(Saved entries)
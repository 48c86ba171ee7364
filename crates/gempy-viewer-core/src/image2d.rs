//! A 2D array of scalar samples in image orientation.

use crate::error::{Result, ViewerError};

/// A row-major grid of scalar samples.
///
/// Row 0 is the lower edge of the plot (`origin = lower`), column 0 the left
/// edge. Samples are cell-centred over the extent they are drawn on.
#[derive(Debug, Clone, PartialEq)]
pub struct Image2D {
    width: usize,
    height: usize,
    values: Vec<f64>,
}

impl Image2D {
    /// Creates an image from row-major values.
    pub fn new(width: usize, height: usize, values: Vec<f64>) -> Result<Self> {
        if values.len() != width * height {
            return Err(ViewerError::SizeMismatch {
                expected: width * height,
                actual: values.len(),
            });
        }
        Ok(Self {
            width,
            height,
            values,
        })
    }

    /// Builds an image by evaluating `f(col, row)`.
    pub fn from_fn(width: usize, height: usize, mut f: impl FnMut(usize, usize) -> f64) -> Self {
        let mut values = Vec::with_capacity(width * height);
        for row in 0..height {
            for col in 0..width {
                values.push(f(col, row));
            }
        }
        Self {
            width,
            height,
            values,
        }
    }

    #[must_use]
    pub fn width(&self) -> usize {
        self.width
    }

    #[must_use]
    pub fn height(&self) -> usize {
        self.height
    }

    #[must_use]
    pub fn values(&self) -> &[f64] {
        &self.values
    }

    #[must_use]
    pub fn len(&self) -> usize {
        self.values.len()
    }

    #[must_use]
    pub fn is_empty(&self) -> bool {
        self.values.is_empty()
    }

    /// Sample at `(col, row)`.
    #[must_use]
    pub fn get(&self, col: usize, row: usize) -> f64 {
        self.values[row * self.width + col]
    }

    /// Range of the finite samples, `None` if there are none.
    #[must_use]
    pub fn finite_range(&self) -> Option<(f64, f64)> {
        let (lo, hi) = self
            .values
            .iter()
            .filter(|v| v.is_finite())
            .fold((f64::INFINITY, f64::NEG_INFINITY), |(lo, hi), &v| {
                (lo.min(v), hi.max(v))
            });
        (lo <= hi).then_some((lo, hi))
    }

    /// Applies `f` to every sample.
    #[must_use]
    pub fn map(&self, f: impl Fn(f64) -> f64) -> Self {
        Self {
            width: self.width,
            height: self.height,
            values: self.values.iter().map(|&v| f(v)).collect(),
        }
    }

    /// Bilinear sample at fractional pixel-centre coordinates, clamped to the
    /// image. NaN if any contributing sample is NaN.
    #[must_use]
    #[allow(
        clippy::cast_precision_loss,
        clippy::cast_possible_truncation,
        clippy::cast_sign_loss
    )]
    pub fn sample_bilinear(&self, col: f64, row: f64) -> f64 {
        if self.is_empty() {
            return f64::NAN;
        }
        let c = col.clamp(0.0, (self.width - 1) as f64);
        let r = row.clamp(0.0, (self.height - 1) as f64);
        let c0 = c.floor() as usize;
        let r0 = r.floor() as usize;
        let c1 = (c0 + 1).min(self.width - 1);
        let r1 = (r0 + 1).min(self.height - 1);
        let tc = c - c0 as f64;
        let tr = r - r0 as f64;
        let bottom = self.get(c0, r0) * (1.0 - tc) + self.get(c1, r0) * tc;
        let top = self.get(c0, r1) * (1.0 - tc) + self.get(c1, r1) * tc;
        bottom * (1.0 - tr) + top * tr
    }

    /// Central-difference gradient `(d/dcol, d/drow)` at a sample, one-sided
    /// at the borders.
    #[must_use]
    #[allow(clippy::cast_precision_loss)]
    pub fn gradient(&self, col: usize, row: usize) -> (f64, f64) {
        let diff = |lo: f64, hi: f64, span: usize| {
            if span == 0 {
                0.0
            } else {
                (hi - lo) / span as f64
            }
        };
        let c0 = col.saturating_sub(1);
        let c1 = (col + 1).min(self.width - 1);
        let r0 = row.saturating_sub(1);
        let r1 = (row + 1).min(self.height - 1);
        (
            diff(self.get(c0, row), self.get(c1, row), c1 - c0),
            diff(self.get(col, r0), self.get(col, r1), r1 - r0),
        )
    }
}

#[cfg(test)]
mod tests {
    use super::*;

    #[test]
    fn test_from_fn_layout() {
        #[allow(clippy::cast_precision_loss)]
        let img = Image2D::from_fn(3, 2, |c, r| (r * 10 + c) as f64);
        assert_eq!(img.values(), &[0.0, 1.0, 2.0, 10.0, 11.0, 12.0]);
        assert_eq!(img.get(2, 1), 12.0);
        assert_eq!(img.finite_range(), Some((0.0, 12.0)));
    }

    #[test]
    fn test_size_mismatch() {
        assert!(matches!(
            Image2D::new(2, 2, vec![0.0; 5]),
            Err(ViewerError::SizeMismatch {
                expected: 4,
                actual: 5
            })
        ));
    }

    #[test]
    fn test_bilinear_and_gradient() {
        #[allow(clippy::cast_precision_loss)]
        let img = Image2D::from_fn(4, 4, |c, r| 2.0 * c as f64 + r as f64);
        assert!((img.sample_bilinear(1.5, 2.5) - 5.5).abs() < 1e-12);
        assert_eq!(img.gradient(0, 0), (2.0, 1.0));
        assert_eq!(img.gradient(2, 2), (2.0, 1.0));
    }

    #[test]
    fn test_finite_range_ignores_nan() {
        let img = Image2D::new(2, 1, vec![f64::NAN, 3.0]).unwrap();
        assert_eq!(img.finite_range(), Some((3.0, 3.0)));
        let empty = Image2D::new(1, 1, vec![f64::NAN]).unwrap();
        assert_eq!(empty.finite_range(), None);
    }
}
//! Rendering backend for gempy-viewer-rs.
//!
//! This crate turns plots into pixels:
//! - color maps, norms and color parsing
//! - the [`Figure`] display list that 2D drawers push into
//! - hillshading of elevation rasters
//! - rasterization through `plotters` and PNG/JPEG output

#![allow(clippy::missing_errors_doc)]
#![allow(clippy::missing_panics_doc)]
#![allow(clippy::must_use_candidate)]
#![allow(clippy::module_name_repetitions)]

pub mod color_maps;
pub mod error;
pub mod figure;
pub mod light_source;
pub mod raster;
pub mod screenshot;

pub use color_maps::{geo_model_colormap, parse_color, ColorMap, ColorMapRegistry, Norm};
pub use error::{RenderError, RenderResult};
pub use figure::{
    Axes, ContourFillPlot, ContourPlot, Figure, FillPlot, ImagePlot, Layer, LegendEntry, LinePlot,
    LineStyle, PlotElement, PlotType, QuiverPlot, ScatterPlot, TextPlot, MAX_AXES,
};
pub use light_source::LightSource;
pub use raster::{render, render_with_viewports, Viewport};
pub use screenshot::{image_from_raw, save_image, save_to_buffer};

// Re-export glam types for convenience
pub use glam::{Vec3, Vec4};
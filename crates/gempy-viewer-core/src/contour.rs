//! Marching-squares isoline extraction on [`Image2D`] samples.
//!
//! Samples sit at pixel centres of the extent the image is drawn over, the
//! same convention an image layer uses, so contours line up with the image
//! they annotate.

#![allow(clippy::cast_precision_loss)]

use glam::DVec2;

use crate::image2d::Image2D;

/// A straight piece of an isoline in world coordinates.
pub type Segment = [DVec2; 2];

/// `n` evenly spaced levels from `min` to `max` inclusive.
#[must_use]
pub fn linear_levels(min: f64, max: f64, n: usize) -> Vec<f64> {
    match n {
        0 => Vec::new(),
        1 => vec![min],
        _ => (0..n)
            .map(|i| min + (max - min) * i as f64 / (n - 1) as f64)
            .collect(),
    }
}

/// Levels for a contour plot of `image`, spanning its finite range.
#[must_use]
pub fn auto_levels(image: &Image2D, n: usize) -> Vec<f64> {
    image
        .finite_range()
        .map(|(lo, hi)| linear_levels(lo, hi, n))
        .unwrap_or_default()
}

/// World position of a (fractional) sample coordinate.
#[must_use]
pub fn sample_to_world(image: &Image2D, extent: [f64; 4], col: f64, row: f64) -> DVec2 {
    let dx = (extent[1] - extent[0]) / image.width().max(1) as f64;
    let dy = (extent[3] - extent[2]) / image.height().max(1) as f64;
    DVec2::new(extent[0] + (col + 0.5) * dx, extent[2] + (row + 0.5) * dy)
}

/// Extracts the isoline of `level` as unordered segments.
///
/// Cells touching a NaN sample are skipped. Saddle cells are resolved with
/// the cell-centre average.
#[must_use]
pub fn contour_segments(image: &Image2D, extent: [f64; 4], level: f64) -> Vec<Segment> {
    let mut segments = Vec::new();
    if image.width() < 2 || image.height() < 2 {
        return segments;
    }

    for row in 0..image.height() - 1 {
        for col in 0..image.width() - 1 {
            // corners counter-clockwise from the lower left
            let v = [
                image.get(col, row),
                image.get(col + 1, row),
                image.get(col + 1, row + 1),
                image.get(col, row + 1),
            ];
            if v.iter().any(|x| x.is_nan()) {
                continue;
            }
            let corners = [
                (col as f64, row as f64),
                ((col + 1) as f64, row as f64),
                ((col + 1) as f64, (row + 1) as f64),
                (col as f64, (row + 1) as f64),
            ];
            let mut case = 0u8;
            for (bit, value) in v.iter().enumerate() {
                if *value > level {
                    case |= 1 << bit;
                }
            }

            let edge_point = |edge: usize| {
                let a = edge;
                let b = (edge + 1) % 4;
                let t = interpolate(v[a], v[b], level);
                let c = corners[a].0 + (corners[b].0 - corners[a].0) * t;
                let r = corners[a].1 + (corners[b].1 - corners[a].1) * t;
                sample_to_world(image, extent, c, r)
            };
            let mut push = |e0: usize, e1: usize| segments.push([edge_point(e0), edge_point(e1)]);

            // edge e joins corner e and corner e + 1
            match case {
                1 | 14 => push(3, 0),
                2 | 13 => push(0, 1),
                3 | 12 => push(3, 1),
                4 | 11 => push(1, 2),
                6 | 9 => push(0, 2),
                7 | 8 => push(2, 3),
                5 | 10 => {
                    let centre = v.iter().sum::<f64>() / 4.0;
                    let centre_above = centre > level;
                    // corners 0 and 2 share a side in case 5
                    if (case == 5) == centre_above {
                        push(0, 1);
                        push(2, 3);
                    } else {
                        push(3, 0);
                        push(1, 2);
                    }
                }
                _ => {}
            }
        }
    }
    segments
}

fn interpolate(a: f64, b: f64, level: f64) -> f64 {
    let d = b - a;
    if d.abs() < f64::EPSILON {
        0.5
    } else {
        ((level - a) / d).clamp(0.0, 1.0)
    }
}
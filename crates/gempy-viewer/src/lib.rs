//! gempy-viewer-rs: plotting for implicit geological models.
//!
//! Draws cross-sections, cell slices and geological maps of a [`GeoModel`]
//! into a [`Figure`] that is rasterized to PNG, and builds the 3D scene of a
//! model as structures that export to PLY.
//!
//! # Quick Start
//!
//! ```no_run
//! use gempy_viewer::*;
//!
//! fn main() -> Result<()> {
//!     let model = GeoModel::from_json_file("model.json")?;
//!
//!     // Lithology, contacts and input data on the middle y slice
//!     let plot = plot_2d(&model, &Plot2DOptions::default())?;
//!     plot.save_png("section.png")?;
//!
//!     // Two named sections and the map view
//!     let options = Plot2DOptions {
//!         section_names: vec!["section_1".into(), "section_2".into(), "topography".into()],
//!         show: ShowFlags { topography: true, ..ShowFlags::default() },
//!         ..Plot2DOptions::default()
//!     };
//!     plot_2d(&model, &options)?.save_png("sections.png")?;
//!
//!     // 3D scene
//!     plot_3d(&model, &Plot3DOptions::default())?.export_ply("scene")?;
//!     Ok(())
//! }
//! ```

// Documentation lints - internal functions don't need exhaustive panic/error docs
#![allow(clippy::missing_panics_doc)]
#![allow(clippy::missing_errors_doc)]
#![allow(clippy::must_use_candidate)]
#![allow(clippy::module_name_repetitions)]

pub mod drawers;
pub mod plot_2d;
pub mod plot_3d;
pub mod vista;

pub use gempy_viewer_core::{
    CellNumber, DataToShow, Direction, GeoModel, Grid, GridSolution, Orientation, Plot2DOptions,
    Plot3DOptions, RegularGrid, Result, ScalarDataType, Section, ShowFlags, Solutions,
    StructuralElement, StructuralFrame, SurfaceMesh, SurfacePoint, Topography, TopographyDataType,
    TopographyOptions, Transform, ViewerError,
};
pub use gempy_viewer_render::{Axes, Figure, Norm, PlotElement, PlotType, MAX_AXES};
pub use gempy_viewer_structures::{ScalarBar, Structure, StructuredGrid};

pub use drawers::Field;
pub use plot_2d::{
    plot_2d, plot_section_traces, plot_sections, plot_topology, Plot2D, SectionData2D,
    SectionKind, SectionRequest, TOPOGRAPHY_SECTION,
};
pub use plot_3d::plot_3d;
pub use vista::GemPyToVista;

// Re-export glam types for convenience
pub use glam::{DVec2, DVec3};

■ **TASK DIRECTIONS**:
Which lines above run from the one containing "pub fn linear_levels(min: f64, max: f64, n: usize)" to the one containing "let dy = (extent[3]"? Give them again exactly, both ends included.

■ **FINISHED TASK**:
pub fn linear_levels(min: f64, max: f64, n: usize) -> Vec<f64> {
    match n {
        0 => Vec::new(),
        1 => vec![min],
        _ => (0..n)
            .map(|i| min + (max - min) * i as f64 / (n - 1) as f64)
            .collect(),
    }
}

/// Levels for a contour plot of `image`, spanning its finite range.
#[must_use]
pub fn auto_levels(image: &Image2D, n: usize) -> Vec<f64> {
    image
        .finite_range()
        .map(|(lo, hi)| linear_levels(lo, hi, n))
        .unwrap_or_default()
}

/// World position of a (fractional) sample coordinate.
#[must_use]
pub fn sample_to_world(image: &Image2D, extent: [f64; 4], col: f64, row: f64) -> DVec2 {
    let dx = (extent[1] - extent[0]) / image.width().max(1) as f64;
    let dy = (extent[3] - extent[2]) / image.height().max(1) as f64;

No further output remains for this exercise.